┌─ DATASET EXTRACT
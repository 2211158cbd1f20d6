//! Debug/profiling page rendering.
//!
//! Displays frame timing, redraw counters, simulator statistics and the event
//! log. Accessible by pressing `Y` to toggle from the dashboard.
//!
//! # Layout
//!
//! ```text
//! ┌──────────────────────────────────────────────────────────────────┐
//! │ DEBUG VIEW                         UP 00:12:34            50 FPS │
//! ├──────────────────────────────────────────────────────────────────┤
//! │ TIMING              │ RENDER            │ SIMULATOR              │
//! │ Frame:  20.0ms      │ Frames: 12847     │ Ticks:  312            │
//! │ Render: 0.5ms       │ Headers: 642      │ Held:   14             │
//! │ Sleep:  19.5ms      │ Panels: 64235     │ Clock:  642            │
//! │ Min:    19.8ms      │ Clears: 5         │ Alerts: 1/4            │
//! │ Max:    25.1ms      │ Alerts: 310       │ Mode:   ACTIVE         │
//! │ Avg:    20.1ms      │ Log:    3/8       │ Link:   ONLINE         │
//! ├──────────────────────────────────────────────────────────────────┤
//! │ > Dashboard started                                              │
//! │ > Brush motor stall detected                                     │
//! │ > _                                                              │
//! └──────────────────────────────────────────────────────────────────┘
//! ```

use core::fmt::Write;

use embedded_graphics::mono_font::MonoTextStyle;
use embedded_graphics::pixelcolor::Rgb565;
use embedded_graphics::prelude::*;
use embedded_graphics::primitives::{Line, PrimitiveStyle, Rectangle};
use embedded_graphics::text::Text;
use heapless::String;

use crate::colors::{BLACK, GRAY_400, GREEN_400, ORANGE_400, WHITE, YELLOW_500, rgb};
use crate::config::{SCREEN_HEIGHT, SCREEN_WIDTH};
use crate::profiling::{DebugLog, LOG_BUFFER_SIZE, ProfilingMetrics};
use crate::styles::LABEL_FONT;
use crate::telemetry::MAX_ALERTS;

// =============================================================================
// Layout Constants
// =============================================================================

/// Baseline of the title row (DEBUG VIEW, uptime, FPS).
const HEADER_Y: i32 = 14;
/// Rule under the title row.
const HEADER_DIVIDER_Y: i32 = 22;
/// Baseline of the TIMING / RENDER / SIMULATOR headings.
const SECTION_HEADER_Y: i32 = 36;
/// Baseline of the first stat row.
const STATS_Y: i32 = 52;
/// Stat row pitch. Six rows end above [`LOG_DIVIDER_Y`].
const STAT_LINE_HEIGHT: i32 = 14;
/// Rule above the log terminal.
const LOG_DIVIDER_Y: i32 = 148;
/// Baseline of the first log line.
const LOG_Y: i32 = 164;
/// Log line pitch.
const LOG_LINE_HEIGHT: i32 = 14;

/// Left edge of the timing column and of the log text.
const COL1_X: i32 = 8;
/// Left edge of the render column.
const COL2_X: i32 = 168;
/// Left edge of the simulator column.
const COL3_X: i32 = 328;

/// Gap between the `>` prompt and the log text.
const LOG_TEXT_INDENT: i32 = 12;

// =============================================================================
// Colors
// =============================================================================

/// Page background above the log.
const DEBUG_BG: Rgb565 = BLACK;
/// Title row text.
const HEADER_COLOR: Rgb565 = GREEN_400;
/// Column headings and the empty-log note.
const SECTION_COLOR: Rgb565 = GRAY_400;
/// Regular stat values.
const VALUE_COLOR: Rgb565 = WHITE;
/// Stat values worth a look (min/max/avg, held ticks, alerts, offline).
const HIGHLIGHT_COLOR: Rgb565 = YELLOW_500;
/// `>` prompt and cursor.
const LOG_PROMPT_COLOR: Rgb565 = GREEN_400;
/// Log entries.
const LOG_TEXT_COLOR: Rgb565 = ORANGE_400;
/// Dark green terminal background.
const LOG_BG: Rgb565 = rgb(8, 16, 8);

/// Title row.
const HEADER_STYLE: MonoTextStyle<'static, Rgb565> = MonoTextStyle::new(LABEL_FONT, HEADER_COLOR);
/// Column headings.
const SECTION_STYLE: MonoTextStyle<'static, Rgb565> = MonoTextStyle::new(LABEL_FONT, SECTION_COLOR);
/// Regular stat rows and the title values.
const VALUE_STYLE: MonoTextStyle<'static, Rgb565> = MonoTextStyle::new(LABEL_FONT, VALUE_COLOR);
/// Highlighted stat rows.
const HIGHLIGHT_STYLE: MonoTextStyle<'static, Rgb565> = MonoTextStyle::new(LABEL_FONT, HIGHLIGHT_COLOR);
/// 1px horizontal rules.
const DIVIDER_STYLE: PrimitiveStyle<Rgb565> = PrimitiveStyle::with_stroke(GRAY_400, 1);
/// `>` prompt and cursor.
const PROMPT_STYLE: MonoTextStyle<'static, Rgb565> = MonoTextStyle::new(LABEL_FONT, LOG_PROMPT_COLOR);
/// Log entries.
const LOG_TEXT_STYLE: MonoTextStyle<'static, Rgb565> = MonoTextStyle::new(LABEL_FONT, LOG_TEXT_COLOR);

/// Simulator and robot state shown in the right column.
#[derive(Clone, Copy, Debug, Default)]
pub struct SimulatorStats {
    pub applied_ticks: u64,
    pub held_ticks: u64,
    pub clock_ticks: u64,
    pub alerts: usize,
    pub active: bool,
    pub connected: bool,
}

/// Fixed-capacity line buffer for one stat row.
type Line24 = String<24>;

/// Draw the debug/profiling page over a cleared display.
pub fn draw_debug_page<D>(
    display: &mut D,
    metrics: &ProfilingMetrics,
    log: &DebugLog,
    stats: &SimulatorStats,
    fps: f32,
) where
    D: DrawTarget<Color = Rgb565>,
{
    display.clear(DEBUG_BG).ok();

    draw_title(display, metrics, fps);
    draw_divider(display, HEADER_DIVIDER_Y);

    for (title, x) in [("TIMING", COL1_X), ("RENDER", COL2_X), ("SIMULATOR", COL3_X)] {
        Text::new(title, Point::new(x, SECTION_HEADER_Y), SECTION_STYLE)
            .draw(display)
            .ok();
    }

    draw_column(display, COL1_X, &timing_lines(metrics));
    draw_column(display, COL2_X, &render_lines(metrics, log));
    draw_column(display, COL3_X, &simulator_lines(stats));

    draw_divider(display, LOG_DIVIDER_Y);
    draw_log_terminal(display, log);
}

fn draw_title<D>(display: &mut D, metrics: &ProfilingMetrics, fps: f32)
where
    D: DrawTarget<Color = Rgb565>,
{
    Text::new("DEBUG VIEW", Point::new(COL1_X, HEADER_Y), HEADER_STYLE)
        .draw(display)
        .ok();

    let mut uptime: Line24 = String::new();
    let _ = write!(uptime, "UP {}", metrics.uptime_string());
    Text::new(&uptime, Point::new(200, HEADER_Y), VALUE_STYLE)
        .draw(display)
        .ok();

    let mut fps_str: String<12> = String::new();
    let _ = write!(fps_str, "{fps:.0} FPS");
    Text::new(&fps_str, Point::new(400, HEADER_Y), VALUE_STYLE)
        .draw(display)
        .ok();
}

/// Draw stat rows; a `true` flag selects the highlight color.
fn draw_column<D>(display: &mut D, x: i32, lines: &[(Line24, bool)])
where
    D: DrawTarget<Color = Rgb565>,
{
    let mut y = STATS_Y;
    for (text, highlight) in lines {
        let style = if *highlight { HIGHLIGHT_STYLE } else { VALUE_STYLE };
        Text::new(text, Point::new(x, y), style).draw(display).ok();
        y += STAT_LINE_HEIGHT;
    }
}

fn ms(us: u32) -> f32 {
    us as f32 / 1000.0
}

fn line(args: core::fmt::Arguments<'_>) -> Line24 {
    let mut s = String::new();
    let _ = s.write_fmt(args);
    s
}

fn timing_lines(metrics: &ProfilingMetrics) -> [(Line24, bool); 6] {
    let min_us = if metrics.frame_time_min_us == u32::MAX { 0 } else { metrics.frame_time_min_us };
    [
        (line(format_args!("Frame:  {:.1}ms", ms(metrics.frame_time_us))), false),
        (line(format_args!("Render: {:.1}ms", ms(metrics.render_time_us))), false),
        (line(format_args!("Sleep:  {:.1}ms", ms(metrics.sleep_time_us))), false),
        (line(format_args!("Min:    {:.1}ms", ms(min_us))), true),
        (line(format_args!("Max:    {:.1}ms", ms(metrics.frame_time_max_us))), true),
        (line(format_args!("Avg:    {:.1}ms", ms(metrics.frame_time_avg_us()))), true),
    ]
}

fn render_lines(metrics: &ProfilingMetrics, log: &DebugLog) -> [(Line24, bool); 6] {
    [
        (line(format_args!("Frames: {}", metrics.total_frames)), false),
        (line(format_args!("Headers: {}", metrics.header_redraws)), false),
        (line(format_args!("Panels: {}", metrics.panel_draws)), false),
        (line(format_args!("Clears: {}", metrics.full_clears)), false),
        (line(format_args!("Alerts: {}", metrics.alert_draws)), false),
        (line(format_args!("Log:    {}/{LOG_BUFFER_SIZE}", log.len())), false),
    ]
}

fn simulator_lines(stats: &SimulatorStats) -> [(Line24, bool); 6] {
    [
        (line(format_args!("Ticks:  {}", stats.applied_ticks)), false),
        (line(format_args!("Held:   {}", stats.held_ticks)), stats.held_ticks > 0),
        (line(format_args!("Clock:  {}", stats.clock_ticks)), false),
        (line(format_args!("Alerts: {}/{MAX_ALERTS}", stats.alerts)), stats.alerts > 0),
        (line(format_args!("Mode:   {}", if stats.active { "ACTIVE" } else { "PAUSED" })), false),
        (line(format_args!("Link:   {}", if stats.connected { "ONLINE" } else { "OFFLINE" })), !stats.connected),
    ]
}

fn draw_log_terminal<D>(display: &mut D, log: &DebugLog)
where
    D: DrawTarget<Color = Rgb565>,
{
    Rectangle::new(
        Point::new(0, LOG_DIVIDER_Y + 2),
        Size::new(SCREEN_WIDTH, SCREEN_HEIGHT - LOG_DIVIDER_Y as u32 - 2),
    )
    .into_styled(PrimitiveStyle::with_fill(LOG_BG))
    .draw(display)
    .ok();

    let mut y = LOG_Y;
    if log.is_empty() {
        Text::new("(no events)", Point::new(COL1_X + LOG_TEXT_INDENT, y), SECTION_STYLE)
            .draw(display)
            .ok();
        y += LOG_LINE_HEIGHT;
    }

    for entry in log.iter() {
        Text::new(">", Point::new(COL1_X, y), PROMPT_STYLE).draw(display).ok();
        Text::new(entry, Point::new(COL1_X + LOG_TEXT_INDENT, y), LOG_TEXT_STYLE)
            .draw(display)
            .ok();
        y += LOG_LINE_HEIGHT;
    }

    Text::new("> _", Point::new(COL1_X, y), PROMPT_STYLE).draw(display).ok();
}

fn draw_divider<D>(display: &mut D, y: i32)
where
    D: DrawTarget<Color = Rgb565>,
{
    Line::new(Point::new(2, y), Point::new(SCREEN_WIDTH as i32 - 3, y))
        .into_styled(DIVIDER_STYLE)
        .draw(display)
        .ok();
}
└─
┌─ DATASET EXTRACT
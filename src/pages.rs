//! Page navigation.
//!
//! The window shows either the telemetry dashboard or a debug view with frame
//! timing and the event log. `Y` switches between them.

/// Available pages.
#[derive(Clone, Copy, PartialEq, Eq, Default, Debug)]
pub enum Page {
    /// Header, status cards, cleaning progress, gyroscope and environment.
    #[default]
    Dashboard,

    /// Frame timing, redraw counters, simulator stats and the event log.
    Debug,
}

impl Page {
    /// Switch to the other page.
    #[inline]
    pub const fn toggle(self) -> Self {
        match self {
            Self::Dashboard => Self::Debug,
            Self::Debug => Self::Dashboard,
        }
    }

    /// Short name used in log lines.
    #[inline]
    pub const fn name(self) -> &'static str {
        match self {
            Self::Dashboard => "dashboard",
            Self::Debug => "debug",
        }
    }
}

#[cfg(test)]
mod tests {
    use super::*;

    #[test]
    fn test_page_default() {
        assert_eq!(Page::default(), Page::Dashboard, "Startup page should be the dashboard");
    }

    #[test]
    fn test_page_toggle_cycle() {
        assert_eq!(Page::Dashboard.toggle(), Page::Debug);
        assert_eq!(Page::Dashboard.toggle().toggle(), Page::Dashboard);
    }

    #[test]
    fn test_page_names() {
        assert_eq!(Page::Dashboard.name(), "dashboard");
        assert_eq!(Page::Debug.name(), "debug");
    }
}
└─
TO DO: Determine how many lines in the records include the string "true". Only that number should be given.

RESPONSE TO THIS EXERCISE: 4